» **Input data**
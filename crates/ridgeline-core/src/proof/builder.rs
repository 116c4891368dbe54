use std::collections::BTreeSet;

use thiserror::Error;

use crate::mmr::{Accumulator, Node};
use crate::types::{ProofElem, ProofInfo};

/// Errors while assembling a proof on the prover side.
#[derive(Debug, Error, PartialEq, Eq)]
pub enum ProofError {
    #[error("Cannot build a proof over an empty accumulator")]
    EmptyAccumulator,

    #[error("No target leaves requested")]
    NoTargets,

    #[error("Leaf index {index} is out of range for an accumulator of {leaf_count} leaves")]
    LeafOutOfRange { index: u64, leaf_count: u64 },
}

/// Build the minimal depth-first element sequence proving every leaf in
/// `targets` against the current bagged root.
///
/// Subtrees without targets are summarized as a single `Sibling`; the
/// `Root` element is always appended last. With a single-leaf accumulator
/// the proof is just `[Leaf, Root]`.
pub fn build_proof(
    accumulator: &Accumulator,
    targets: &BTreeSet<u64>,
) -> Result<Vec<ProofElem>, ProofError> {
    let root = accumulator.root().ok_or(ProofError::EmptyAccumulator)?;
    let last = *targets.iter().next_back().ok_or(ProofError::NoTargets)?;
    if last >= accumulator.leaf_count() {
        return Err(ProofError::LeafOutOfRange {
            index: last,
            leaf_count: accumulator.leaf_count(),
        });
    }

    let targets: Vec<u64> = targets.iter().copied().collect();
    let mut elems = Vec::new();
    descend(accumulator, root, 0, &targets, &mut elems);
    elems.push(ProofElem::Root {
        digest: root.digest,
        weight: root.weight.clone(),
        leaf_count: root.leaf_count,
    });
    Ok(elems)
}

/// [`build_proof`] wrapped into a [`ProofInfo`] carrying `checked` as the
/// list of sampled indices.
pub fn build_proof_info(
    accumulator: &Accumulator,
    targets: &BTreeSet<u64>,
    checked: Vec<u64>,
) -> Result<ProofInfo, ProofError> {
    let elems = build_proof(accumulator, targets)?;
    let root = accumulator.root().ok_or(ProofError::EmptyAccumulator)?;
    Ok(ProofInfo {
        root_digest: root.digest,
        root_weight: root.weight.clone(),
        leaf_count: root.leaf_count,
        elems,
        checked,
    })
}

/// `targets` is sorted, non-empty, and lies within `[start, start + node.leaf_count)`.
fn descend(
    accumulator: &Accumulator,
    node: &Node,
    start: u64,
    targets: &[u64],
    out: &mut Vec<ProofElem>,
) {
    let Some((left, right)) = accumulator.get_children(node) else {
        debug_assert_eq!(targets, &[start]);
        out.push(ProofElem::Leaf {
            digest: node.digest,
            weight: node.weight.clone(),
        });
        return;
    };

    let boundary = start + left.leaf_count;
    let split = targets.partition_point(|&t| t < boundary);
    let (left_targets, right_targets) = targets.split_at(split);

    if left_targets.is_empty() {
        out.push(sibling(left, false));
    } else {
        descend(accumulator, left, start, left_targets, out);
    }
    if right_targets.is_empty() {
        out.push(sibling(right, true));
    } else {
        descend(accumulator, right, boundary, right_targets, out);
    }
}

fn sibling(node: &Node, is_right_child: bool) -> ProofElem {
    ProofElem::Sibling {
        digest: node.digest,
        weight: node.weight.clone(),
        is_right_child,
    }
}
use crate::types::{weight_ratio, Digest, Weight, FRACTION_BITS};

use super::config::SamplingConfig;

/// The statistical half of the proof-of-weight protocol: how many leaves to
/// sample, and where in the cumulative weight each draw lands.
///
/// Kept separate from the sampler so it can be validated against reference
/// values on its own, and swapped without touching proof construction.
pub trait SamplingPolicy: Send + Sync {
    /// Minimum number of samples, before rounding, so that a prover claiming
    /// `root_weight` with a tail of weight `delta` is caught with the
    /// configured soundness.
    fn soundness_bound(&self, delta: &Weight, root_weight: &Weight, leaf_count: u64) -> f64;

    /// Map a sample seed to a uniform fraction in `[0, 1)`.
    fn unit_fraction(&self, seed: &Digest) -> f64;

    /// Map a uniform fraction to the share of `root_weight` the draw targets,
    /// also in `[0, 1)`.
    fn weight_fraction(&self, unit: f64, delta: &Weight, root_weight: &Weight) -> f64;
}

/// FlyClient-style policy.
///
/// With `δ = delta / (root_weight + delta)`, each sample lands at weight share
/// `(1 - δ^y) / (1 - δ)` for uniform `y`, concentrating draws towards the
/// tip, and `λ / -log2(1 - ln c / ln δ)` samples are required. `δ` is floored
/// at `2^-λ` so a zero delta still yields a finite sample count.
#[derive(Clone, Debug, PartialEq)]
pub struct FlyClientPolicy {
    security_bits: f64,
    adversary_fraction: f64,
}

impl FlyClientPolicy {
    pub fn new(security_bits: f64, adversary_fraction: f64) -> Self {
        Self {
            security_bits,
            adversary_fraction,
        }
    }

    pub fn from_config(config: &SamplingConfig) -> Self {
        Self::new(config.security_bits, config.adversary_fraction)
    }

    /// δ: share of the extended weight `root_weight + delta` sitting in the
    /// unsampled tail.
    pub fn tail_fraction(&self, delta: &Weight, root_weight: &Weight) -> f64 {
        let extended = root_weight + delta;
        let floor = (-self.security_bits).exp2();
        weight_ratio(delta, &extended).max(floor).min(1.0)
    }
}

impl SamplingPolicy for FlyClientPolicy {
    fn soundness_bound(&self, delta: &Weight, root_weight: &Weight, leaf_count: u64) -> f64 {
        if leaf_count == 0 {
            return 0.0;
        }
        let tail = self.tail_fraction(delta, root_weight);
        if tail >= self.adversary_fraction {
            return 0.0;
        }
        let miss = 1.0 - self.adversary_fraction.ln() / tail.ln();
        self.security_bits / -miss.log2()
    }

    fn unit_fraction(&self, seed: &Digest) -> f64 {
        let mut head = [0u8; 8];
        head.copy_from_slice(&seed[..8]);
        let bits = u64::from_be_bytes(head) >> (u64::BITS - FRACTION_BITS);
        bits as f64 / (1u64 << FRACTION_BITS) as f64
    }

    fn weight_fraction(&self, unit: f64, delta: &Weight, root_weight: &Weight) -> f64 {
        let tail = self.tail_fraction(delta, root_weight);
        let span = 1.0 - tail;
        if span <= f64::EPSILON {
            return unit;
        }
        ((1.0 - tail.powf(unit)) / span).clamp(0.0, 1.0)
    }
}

» **Task to complete**
Working through the listing above, count every line that holds "PartialEq" and answer with the count alone.

» **Exercise solution**
2